Replicate 1-L integrated water samples were collected from the epilimnion each week at five sites around the lake, and from the meta- and hypolimnion each month at the deepest site an the lake to determine EE2 concentrations. Samples were kept in pre-cleaned amber glass bottles an ice or at 4°C until processed, usually within 6 hours of collection. An internal standard of testosterone was added to each sample prior to analysis, and duplicate Milli-Q water blanks (mean [± SD] of 1.0±1.2 ng/L) were run with each batch of water samples. All glassware was cleaned with reagent grade methanol (Caledon Laboratories, Georgetown, Ontario). Samples were filtered through prewashed GFC (Whatman) filters, and 20 mL HPLC grade methanol was added to each sample to improve extraction efficiency. Samples were eluted (15-20 mL/min) through 0.5-g C-18 SPE cartridges (Supelco, Bellefonte, Pa.) that had been precleaned and conditioned with 15 mL of HPLC grade methanol and 15 mL Milli-Q water. SPEs were then washed with a 15% methanol solution, and EE2 eluted using a 100% methanol rinse. Samples were dried. under pure N2, reconstituted in EIA buffer, and the EE2 and testosterone quantified using radioimmunoassay (RIA) and enzyme immunoassay (EIA) plates (Cayman Ann Arbor, Mich.), respectively. Recoveries of the internal standard ranged from 88 to 109% and EE2 concentrations were corrected for weekly blank values but not recoveries of the internal standard. Results from the RIA method were confirmed using GC/MS.
Vitellogenin
Concentrations of VTG were determined in whole body homogenates of fathead minnows using an indirect competitive enzyme linked immunosorbent assay (ELISA). Briefly 96 well microplates were pre-coated with reagent 3.5 µg/mL VTG in 50 mM carbonate buffer, pH = 9.6, followed by blocking of the unbound sites in each plate with 5% normal goat serum in the same buffer. Following length and weight measurements for the expression of condition factors and positive identification of their sex using a dissecting microscope, fathead minnows were homogenized whole in buffer (10 mM sodium phosphate, 150 nM sodium chloride, 0.05% Tween-20, 0.02 sodium azide with 50 µL/mL protease cocktail (Sigma P-8340). The crude homogenate was centrifuged at 10,000 x g and the supernatant was appropriately diluted in ELISA buffer (10 mM sodium phosphate, 150 mM sodium chloride, 0.05% Tween-20) pH 7.3. Samples, as well as standards, were incubated for 1 hour at 37°C with a primary antibody. The primary antibody (Vtg-03, Biosense Laboratories, Bergen, Norway) was a mouse monoclonal antibody affinity-purified against VTG from common carp (Cyprinus carpio). Samples and standards were dispensed by pipette into the appropriate pre-coated wells and incubated for 1 hour at 37°C. After washing the plate with Elisa buffer, a secondary antibody conjugated to horseradish peroxidase (Sigma product no. A0168) was added to the plate, and incubated for an hour at 37°C. A two-part 3,3',5,5'-tetramethylbenzidine and H202 substrate (Kirkegaard and Perry Laboratories, Gaithersburg, Mass.) was added to each well to react with the peroxidase enzyme conjugated to the secondary antibody. After 5 minutes, the reaction was stopped by the addition of 1 M phosphoric acid and the yellow color was read at 450 nm using a ELF 800 Universal Microplate Reader (Bio-Tek Instruments, Winooski, Vt.). Non-specific binding of the antibodies was quantified and corrected for in each plate.

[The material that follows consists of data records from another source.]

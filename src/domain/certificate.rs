//! Tenant signing certificate material.

use chrono::{DateTime, Utc};
use serde::{Deserialize, Serialize};

use super::TenantId;

/// Plaintext metadata extracted at upload time.
#[derive(Debug, Clone, PartialEq, Eq, Serialize, Deserialize)]
pub struct CertificateMetadata {
    pub subject: String,
    pub issuer: String,
    pub serial_number: String,
    pub not_before: DateTime<Utc>,
    pub not_after: DateTime<Utc>,
}

/// Encrypted container and passphrase for one tenant.
///
/// `metadata.not_after` is kept in clear so expiry can be checked without
/// touching the ciphertexts.
#[derive(Clone, PartialEq, Eq, Serialize, Deserialize)]
pub struct CertificateMaterial {
    pub tenant_id: TenantId,
    pub certificate_ciphertext: Vec<u8>,
    pub passphrase_ciphertext: Vec<u8>,
    pub metadata: CertificateMetadata,
    pub uploaded_at: DateTime<Utc>,
}

impl CertificateMaterial {
    pub fn expires_at(&self) -> DateTime<Utc> {
        self.metadata.not_after
    }
}

impl std::fmt::Debug for CertificateMaterial {
    fn fmt(&self, f: &mut std::fmt::Formatter<'_>) -> std::fmt::Result {
        f.debug_struct("CertificateMaterial")
            .field("tenant_id", &self.tenant_id)
            .field("certificate_ciphertext", &format_args!("[{} bytes]", self.certificate_ciphertext.len()))
            .field("passphrase_ciphertext", &"[redacted]")
            .field("metadata", &self.metadata)
            .field("uploaded_at", &self.uploaded_at)
            .finish()
    }
}

/// Answer to "can this tenant sign, and for how long".
#[derive(Debug, Clone, Default, PartialEq, Eq, Serialize, Deserialize)]
pub struct CertificateStatus {
    pub has_certificate: bool,
    pub expires_at: Option<DateTime<Utc>>,
    pub expired: bool,
    pub expiring_soon: bool,
    pub days_remaining: Option<i64>,
    pub subject: Option<String>,
}
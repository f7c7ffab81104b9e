//! Short-horizon retry with jittered exponential backoff
//!
//! Covers in-request contention only: chain-head compare-and-swap conflicts
//! and transient database errors. Failed authority submissions are redriven
//! by the recovery engine on a much longer horizon.

use std::future::Future;
use std::time::{Duration, Instant};

use rand::Rng;
use tracing::debug;

/// SQLSTATE and SQLite result codes worth another attempt
const TRANSIENT_DB_CODES: &[&str] = &[
    "40001", // serialization_failure
    "40P01", // deadlock_detected
    "5",     // SQLITE_BUSY
    "6",     // SQLITE_LOCKED
    "262",   // SQLITE_LOCKED_SHAREDCACHE
    "517",   // SQLITE_BUSY_SNAPSHOT
];

/// Postgres classes: connection exception, operator intervention
const TRANSIENT_DB_CLASSES: &[&str] = &["08", "57"];

#[derive(Debug, Clone, Copy, PartialEq)]
pub struct Backoff {
    /// Attempts after the first one
    pub retries: u32,
    pub base: Duration,
    pub cap: Duration,
    /// Fraction of each delay drawn at random, 0.0 to 1.0
    pub jitter: f64,
}

impl Backoff {
    /// Another writer appended between reading the head and the CAS.
    pub const fn chain_append() -> Self {
        Self {
            retries: 8,
            base: Duration::from_millis(5),
            cap: Duration::from_millis(250),
            jitter: 0.5,
        }
    }

    pub fn with_retries(self, retries: u32) -> Self {
        Self { retries, ..self }
    }

    pub fn without_jitter(self) -> Self {
        Self {
            jitter: 0.0,
            ..self
        }
    }

    /// Delay before retry number `retry` (0 for the first retry). The
    /// unjittered part doubles each time up to `cap`.
    pub fn delay(&self, retry: u32) -> Duration {
        let ceiling = self
            .base
            .saturating_mul(2u32.saturating_pow(retry.min(20)))
            .min(self.cap);
        let jitter = self.jitter.clamp(0.0, 1.0);
        if jitter == 0.0 {
            return ceiling;
        }
        let fixed = ceiling.mul_f64(1.0 - jitter);
        let random = ceiling.mul_f64(jitter * rand::thread_rng().gen::<f64>());
        fixed + random
    }
}

/// Outcome of [`retry_with_backoff`]
#[derive(Debug)]
pub struct Retried<T, E> {
    pub result: Result<T, E>,
    /// 1 when the first attempt settled it
    pub attempts: u32,
    pub elapsed: Duration,
}

impl<T, E> Retried<T, E> {
    pub fn into_result(self) -> Result<T, E> {
        self.result
    }
}

/// Run `operation` until it succeeds, fails with an error `transient`
/// rejects, or the backoff runs out of retries.
pub async fn retry_with_backoff<F, Fut, T, E, P>(
    backoff: Backoff,
    mut operation: F,
    transient: P,
) -> Retried<T, E>
where
    F: FnMut() -> Fut,
    Fut: Future<Output = Result<T, E>>,
    P: Fn(&E) -> bool,
{
    let started = Instant::now();
    let mut attempts = 0;
    let result = loop {
        attempts += 1;
        match operation().await {
            Err(err) if attempts <= backoff.retries && transient(&err) => {
                let delay = backoff.delay(attempts - 1);
                debug!(attempts, delay_ms = delay.as_millis() as u64, "Transient failure, backing off");
                tokio::time::sleep(delay).await;
            }
            settled => break settled,
        }
    };
    Retried {
        result,
        attempts,
        elapsed: started.elapsed(),
    }
}

/// Whether a database error is contention or a dropped connection rather
/// than a problem with the statement itself.
pub fn is_retryable_db_error(err: &sqlx::Error) -> bool {
    match err {
        sqlx::Error::Io(_) | sqlx::Error::PoolTimedOut => true,
        sqlx::Error::Database(db_err) => db_err.code().is_some_and(|code| {
            TRANSIENT_DB_CODES.contains(&&*code)
                || TRANSIENT_DB_CLASSES
                    .iter()
                    .any(|class| code.starts_with(*class))
        }),
        _ => false,
    }
}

Reagent VTG for coating the ELISA plates was obtained from a laboratory stock of fathead minnows (Pimephales promelas) which were exposed to waterborne EE2 (15 µg/L) for one week. Blood was drawn from the sinus venosus into heparinized (2 USP units of ammonium heparin per tube) microhematocrit capillary tubes. Whole blood was pooled into a 1.5-mL microcentrifuge tube retained on ice and centrifuged at 3000 x g to obtain plasma. Reagent VTG was purified from this plasma by the Molecular Biomarkers Core Facility, University of Florida, as described by Denslow et al. (1997) and stored at -90°C until required.
Data Analysis
All data are presented as mean ± SEM, unless otherwise noted. Group means were evaluated using a one-way ANOVA followed by Tukey's multiple comparison tests. Statistical significance was accepted at the p < 0.05 level.
Results and Discussion
Fish Collections
With the exception of the samples obtained from Lake 260 in September 1999, condition factors were similar among fish captured from all of the lakes, for all of the sample times. There were also no significant differences in condition factors (CF) of fathead minnows obtained from Lake 260 prior to EE2 addition and those captured at comparable sample periods after the additions began.
Few experiments have reported on the specific effects of EE2 on CF. However, laboratory studies and caged fish exposures to effluents containing EE2 have typically not been long enough to effect changes in CF. One longer duration study (59 days), exposed sheepshead minnows (Cyprinodon variegatus) to 0.2 to 3200 ng EE2/L and reported that CF was not affected (Zillioux et al. 2001). CFs were also not significantly altered in two other studies. In the first study, juvenile fatheads were exposed to 2.5 or 20 ng EE2/L for up to 21 days (Panter et al. 2002). A full life-cycle experiment (Parrott et al. 2001) also found that fathead minnows exposed to concentrations of up to 32 ng EE2/L for 150 days had CF similar to control fish. CF will continue to be monitored in fathead minnows from this experiment as at least one other study has reported compromised growth at >1 ng EE2/L for 192 days (Lange et al. 2001).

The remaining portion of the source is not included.